:: Input for this task
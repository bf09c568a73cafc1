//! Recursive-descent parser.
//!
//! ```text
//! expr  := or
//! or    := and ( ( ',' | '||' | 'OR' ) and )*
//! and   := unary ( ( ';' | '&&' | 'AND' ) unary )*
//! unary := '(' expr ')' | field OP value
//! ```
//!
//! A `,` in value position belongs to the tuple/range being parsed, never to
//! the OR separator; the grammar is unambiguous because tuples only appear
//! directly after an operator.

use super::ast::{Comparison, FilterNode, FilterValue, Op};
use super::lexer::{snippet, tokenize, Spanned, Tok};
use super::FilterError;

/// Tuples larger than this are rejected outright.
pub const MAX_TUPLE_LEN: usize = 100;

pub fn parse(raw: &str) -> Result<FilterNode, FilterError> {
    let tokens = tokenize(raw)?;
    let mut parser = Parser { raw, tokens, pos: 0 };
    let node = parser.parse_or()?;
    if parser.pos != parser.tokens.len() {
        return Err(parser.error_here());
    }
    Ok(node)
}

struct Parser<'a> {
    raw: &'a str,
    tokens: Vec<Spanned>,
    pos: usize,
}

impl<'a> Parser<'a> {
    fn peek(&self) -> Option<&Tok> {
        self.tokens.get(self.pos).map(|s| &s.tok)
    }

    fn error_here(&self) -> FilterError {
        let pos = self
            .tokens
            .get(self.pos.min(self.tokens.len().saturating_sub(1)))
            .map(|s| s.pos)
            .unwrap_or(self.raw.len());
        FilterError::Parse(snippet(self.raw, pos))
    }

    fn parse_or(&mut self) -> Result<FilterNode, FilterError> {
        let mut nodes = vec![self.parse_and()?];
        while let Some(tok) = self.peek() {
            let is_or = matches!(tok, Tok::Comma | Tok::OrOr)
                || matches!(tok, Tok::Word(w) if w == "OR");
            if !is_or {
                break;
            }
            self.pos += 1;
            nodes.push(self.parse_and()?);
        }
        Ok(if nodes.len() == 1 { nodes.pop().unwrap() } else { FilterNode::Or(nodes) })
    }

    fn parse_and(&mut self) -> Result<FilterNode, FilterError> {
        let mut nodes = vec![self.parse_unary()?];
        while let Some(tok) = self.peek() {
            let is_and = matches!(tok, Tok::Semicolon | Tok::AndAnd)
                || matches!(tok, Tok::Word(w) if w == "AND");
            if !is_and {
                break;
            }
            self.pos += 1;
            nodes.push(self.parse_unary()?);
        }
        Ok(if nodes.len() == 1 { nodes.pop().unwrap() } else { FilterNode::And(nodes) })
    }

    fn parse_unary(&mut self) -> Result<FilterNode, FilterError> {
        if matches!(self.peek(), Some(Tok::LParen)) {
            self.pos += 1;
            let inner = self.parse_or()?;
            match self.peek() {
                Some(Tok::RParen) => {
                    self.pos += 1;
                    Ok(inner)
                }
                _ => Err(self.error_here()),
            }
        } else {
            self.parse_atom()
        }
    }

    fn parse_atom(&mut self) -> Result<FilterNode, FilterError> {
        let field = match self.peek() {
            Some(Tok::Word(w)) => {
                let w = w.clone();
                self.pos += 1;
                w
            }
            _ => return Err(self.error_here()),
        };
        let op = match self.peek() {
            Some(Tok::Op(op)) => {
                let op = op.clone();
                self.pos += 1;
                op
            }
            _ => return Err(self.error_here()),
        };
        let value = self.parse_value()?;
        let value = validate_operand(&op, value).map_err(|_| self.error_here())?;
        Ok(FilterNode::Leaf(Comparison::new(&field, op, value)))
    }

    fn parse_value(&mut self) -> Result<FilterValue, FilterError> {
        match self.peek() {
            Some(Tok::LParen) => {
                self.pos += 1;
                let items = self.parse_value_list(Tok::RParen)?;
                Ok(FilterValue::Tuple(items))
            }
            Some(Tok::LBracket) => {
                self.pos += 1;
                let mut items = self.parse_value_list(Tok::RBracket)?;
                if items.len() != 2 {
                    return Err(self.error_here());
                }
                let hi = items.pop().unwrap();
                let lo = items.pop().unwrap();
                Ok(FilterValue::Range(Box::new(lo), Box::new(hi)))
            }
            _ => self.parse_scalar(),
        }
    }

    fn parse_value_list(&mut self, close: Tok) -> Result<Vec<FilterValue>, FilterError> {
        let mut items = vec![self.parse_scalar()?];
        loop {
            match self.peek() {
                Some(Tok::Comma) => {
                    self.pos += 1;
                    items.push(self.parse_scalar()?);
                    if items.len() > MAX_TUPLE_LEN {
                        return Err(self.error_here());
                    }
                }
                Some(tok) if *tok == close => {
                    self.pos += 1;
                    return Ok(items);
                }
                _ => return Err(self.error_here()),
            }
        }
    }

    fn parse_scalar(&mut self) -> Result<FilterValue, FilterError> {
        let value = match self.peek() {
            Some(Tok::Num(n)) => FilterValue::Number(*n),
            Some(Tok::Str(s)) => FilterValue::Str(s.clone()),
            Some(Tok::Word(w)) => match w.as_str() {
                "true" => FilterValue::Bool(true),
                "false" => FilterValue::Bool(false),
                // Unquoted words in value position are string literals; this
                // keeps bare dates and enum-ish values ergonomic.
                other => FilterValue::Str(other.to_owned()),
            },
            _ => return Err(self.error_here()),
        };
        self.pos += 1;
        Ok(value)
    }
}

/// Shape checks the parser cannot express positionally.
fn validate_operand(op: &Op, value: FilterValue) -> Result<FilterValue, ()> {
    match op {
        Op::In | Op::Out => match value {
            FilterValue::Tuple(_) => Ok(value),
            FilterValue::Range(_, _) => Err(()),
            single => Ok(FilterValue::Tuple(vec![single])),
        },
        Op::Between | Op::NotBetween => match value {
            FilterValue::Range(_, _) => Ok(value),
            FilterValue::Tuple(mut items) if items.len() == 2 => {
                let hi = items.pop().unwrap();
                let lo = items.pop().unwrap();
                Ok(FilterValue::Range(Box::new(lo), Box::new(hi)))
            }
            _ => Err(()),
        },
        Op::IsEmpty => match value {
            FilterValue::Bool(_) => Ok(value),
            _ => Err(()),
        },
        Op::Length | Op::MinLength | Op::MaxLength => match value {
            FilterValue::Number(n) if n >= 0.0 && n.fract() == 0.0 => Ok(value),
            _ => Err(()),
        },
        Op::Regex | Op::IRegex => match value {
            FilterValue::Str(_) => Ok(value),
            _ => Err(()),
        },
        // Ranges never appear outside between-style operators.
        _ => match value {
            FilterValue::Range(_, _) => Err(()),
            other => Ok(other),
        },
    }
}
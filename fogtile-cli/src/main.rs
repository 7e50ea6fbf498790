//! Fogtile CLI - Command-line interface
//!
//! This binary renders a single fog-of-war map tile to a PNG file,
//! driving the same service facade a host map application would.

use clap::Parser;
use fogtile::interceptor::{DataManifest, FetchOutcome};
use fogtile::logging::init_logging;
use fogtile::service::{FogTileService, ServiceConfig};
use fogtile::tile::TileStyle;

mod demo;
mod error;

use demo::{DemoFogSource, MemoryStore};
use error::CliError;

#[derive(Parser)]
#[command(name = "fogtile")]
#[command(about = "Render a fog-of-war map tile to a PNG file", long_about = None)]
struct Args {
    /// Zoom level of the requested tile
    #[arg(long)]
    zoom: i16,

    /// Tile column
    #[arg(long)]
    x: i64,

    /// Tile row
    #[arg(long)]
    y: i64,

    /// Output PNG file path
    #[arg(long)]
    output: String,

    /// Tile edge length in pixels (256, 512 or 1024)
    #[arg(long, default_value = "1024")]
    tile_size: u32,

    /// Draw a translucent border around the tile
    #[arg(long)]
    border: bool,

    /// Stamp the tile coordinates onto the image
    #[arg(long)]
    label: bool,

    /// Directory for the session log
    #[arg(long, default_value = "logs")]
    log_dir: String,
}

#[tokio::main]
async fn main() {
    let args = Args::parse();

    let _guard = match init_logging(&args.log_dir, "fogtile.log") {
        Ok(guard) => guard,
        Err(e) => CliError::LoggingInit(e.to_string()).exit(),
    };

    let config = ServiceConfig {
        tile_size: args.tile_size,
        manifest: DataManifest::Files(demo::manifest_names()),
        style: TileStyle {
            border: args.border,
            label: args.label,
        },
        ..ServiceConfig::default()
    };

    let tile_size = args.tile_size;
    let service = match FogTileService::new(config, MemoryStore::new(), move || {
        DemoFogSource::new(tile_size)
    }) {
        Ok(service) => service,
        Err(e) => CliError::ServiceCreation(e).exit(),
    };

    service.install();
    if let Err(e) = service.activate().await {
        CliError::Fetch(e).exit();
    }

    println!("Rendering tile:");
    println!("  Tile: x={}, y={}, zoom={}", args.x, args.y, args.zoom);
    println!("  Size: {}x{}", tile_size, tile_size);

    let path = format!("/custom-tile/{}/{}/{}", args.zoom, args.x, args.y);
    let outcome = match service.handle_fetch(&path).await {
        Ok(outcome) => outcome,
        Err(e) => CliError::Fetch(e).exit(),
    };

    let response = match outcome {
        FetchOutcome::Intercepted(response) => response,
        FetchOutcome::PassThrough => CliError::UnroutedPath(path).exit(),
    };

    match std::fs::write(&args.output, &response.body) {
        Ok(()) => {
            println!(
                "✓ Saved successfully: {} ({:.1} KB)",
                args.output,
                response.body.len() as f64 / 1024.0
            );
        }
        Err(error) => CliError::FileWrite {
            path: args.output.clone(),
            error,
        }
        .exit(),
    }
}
::::
## What this task involves
Could you report all lines of the listing that hold "appear"?

## Your response
//! the OR separator; the grammar is unambiguous because tuples only appear
        // Ranges never appear outside between-style operators.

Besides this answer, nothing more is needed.